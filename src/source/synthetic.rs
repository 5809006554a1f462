//! Generated test-pattern frames.

use super::FrameSource;
use crate::convert::{ConversionContext, ConversionKey, ConversionOptions};
use crate::error::{AcquisitionError, ConversionError};
use crate::frame::{FrameView, PixelBuffer, PixelFormat};

/// Lowest and highest intensity of the generated pattern.
///
/// Kept narrow so the equalizer has visible work to do.
const PATTERN_LOW: usize = 80;
const PATTERN_SPAN: usize = 80;

/// A low-contrast gradient that drifts one pixel per frame.
///
/// Frames are rendered as RGBA and encoded into the source format with the
/// same converter the pipeline uses, so a camera delivering NV12, I420 or
/// YUYV can be stood in for without hardware.
#[derive(Debug)]
pub struct SyntheticSource {
    format: PixelFormat,
    options: ConversionOptions,
    limit: Option<u64>,
    produced: u64,
    rgba: PixelBuffer,
    frame: PixelBuffer,
    context: ConversionContext,
}

impl SyntheticSource {
    /// An NV12 source of the given size.
    pub fn new(width: usize, height: usize) -> Result<Self, AcquisitionError> {
        Self::with_format(PixelFormat::Nv12, width, height, ConversionOptions::default())
    }

    pub fn with_format(
        format: PixelFormat,
        width: usize,
        height: usize,
        options: ConversionOptions,
    ) -> Result<Self, AcquisitionError> {
        let (rgba, frame, context) = allocate(format, width, height, options)?;
        Ok(Self {
            format,
            options,
            limit: None,
            produced: 0,
            rgba,
            frame,
            context,
        })
    }

    /// Stop after `frames` frames.
    pub fn with_limit(mut self, frames: u64) -> Self {
        self.limit = Some(frames);
        self
    }

    pub fn format(&self) -> PixelFormat {
        self.format
    }

    pub fn produced(&self) -> u64 {
        self.produced
    }

    /// Change the frame size from the next frame on.
    pub fn resize(&mut self, width: usize, height: usize) -> Result<(), AcquisitionError> {
        let (rgba, frame, context) = allocate(self.format, width, height, self.options)?;
        self.rgba = rgba;
        self.frame = frame;
        self.context = context;
        Ok(())
    }

    fn render(&mut self) -> Result<(), AcquisitionError> {
        let width = self.rgba.width();
        let height = self.rgba.height();
        let shift = self.produced as usize;
        for y in 0..height {
            let row = self.rgba.row_mut(0, y);
            for (x, px) in row.chunks_exact_mut(4).enumerate() {
                let drift = (x + shift) % width;
                px[0] = (PATTERN_LOW + drift * PATTERN_SPAN / width) as u8;
                px[1] = (PATTERN_LOW + y * PATTERN_SPAN / height) as u8;
                px[2] = (PATTERN_LOW + (x + y + shift) % PATTERN_SPAN) as u8;
                px[3] = 255;
            }
        }
        self.context
            .convert(&self.rgba.view(), &mut self.frame)
            .map_err(|e| AcquisitionError::StreamFailed(e.to_string()))
    }
}

fn allocate(
    format: PixelFormat,
    width: usize,
    height: usize,
    options: ConversionOptions,
) -> Result<(PixelBuffer, PixelBuffer, ConversionContext), AcquisitionError> {
    let key = ConversionKey {
        source: PixelFormat::Rgba8,
        destination: format,
        width,
        height,
    };
    let context = ConversionContext::new(key, options).map_err(|e| match e {
        ConversionError::EmptyFrame { .. } | ConversionError::OddWidth { .. } => {
            AcquisitionError::InvalidGeometry { width, height }
        }
        e => AcquisitionError::FrameSetup(e),
    })?;
    let rgba = PixelBuffer::with_alignment(PixelFormat::Rgba8, width, height, 1);
    let frame = context.allocate_destination(64);
    Ok((rgba, frame, context))
}

impl FrameSource for SyntheticSource {
    fn describe(&self) -> String {
        format!(
            "synthetic {}x{} {}",
            self.frame.width(),
            self.frame.height(),
            self.format
        )
    }

    fn next_frame(&mut self, on_frame: &mut dyn FnMut(&FrameView<'_>)) -> Result<bool, AcquisitionError> {
        if self.limit.is_some_and(|limit| self.produced >= limit) {
            return Ok(false);
        }
        self.render()?;
        self.produced += 1;
        on_frame(&self.frame.view());
        Ok(true)
    }
}

#[cfg(test)]
mod tests {
    use super::*;
    use crate::convert::ColorMatrix;

    #[test]
    fn test_limit_ends_stream() {
        let mut source = SyntheticSource::new(8, 4).unwrap().with_limit(2);
        let mut seen = 0;
        while source.next_frame(&mut |_| seen += 1).unwrap() {}
        assert_eq!(seen, 2);
        assert_eq!(source.produced(), 2);
    }

    #[test]
    fn test_frames_are_valid_views() {
        for format in [PixelFormat::Nv12, PixelFormat::I420, PixelFormat::Yuyv, PixelFormat::Bgra8] {
            let mut source =
                SyntheticSource::with_format(format, 6, 4, ConversionOptions::default()).unwrap();
            source
                .next_frame(&mut |frame| {
                    assert_eq!(frame.format(), format);
                    assert_eq!((frame.width(), frame.height()), (6, 4));
                    assert!(frame.validate().is_ok());
                })
                .unwrap();
        }
    }

    #[test]
    fn test_resize_changes_frame_size() {
        let mut source = SyntheticSource::new(4, 4).unwrap();
        source.resize(8, 2).unwrap();
        source
            .next_frame(&mut |frame| assert_eq!((frame.width(), frame.height()), (8, 2)))
            .unwrap();
    }

    #[test]
    fn test_rejects_bad_geometry() {
        assert!(matches!(
            SyntheticSource::new(0, 4),
            Err(AcquisitionError::InvalidGeometry { width: 0, height: 4 })
        ));
        assert!(matches!(
            SyntheticSource::with_format(PixelFormat::Yuyv, 3, 2, ConversionOptions::default()),
            Err(AcquisitionError::InvalidGeometry { width: 3, height: 2 })
        ));
    }

    #[test]
    fn test_bad_color_matrix_is_not_a_geometry_error() {
        let options = ConversionOptions {
            matrix: ColorMatrix::Custom { kr: 0.7, kb: 0.7 },
            ..ConversionOptions::default()
        };
        let result = SyntheticSource::with_format(PixelFormat::Nv12, 640, 480, options);
        assert!(matches!(
            result,
            Err(AcquisitionError::FrameSetup(ConversionError::ColorMatrix { .. }))
        ));
        assert!(result.unwrap_err().to_string().contains("0.7"));
    }

    #[test]
    fn test_pattern_drifts_between_frames() {
        let mut source =
            SyntheticSource::with_format(PixelFormat::Rgba8, 8, 2, ConversionOptions::default()).unwrap();
        let mut first = Vec::new();
        source.next_frame(&mut |f| first = f.row(0, 0).to_vec()).unwrap();
        let mut second = Vec::new();
        source.next_frame(&mut |f| second = f.row(0, 0).to_vec()).unwrap();
        assert_ne!(first, second);
    }
}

Problem statement: All of the data above must be set down again exactly.

Solution for this problem:
filename src/source/synthetic.rs
repository 5809006554a1f462
//! Generated test-pattern frames.

use super::FrameSource;
use crate::convert::{ConversionContext, ConversionKey, ConversionOptions};
use crate::error::{AcquisitionError, ConversionError};
use crate::frame::{FrameView, PixelBuffer, PixelFormat};

/// Lowest and highest intensity of the generated pattern.
///
/// Kept narrow so the equalizer has visible work to do.
const PATTERN_LOW: usize = 80;
const PATTERN_SPAN: usize = 80;

/// A low-contrast gradient that drifts one pixel per frame.
///
/// Frames are rendered as RGBA and encoded into the source format with the
/// same converter the pipeline uses, so a camera delivering NV12, I420 or
/// YUYV can be stood in for without hardware.
#[derive(Debug)]
pub struct SyntheticSource {
    format: PixelFormat,
    options: ConversionOptions,
    limit: Option<u64>,
    produced: u64,
    rgba: PixelBuffer,
    frame: PixelBuffer,
    context: ConversionContext,
}

impl SyntheticSource {
    /// An NV12 source of the given size.
    pub fn new(width: usize, height: usize) -> Result<Self, AcquisitionError> {
        Self::with_format(PixelFormat::Nv12, width, height, ConversionOptions::default())
    }

    pub fn with_format(
        format: PixelFormat,
        width: usize,
        height: usize,
        options: ConversionOptions,
    ) -> Result<Self, AcquisitionError> {
        let (rgba, frame, context) = allocate(format, width, height, options)?;
        Ok(Self {
            format,
            options,
            limit: None,
            produced: 0,
            rgba,
            frame,
            context,
        })
    }

    /// Stop after `frames` frames.
    pub fn with_limit(mut self, frames: u64) -> Self {
        self.limit = Some(frames);
        self
    }

    pub fn format(&self) -> PixelFormat {
        self.format
    }

    pub fn produced(&self) -> u64 {
        self.produced
    }

    /// Change the frame size from the next frame on.
    pub fn resize(&mut self, width: usize, height: usize) -> Result<(), AcquisitionError> {
        let (rgba, frame, context) = allocate(self.format, width, height, self.options)?;
        self.rgba = rgba;
        self.frame = frame;
        self.context = context;
        Ok(())
    }

    fn render(&mut self) -> Result<(), AcquisitionError> {
        let width = self.rgba.width();
        let height = self.rgba.height();
        let shift = self.produced as usize;
        for y in 0..height {
            let row = self.rgba.row_mut(0, y);
            for (x, px) in row.chunks_exact_mut(4).enumerate() {
                let drift = (x + shift) % width;
                px[0] = (PATTERN_LOW + drift * PATTERN_SPAN / width) as u8;
                px[1] = (PATTERN_LOW + y * PATTERN_SPAN / height) as u8;
                px[2] = (PATTERN_LOW + (x + y + shift) % PATTERN_SPAN) as u8;
                px[3] = 255;
            }
        }
        self.context
            .convert(&self.rgba.view(), &mut self.frame)
            .map_err(|e| AcquisitionError::StreamFailed(e.to_string()))
    }
}

fn allocate(
    format: PixelFormat,
    width: usize,
    height: usize,
    options: ConversionOptions,
) -> Result<(PixelBuffer, PixelBuffer, ConversionContext), AcquisitionError> {
    let key = ConversionKey {
        source: PixelFormat::Rgba8,
        destination: format,
        width,
        height,
    };
    let context = ConversionContext::new(key, options).map_err(|e| match e {
        ConversionError::EmptyFrame { .. } | ConversionError::OddWidth { .. } => {
            AcquisitionError::InvalidGeometry { width, height }
        }
        e => AcquisitionError::FrameSetup(e),
    })?;
    let rgba = PixelBuffer::with_alignment(PixelFormat::Rgba8, width, height, 1);
    let frame = context.allocate_destination(64);
    Ok((rgba, frame, context))
}

impl FrameSource for SyntheticSource {
    fn describe(&self) -> String {
        format!(
            "synthetic {}x{} {}",
            self.frame.width(),
            self.frame.height(),
            self.format
        )
    }

    fn next_frame(&mut self, on_frame: &mut dyn FnMut(&FrameView<'_>)) -> Result<bool, AcquisitionError> {
        if self.limit.is_some_and(|limit| self.produced >= limit) {
            return Ok(false);
        }
        self.render()?;
        self.produced += 1;
        on_frame(&self.frame.view());
        Ok(true)
    }
}

#[cfg(test)]
mod tests {
    use super::*;
    use crate::convert::ColorMatrix;

    #[test]
    fn test_limit_ends_stream() {
        let mut source = SyntheticSource::new(8, 4).unwrap().with_limit(2);
        let mut seen = 0;
        while source.next_frame(&mut |_| seen += 1).unwrap() {}
        assert_eq!(seen, 2);
        assert_eq!(source.produced(), 2);
    }

    #[test]
    fn test_frames_are_valid_views() {
        for format in [PixelFormat::Nv12, PixelFormat::I420, PixelFormat::Yuyv, PixelFormat::Bgra8] {
            let mut source =
                SyntheticSource::with_format(format, 6, 4, ConversionOptions::default()).unwrap();
            source
                .next_frame(&mut |frame| {
                    assert_eq!(frame.format(), format);
                    assert_eq!((frame.width(), frame.height()), (6, 4));
                    assert!(frame.validate().is_ok());
                })
                .unwrap();
        }
    }

    #[test]
    fn test_resize_changes_frame_size() {
        let mut source = SyntheticSource::new(4, 4).unwrap();
        source.resize(8, 2).unwrap();
        source
            .next_frame(&mut |frame| assert_eq!((frame.width(), frame.height()), (8, 2)))
            .unwrap();
    }

    #[test]
    fn test_rejects_bad_geometry() {
        assert!(matches!(
            SyntheticSource::new(0, 4),
            Err(AcquisitionError::InvalidGeometry { width: 0, height: 4 })
        ));
        assert!(matches!(
            SyntheticSource::with_format(PixelFormat::Yuyv, 3, 2, ConversionOptions::default()),
            Err(AcquisitionError::InvalidGeometry { width: 3, height: 2 })
        ));
    }

    #[test]
    fn test_bad_color_matrix_is_not_a_geometry_error() {
        let options = ConversionOptions {
            matrix: ColorMatrix::Custom { kr: 0.7, kb: 0.7 },
            ..ConversionOptions::default()
        };
        let result = SyntheticSource::with_format(PixelFormat::Nv12, 640, 480, options);
        assert!(matches!(
            result,
            Err(AcquisitionError::FrameSetup(ConversionError::ColorMatrix { .. }))
        ));
        assert!(result.unwrap_err().to_string().contains("0.7"));
    }

    #[test]
    fn test_pattern_drifts_between_frames() {
        let mut source =
            SyntheticSource::with_format(PixelFormat::Rgba8, 8, 2, ConversionOptions::default()).unwrap();
        let mut first = Vec::new();
        source.next_frame(&mut |f| first = f.row(0, 0).to_vec()).unwrap();
        let mut second = Vec::new();
        source.next_frame(&mut |f| second = f.row(0, 0).to_vec()).unwrap();
        assert_ne!(first, second);
    }
}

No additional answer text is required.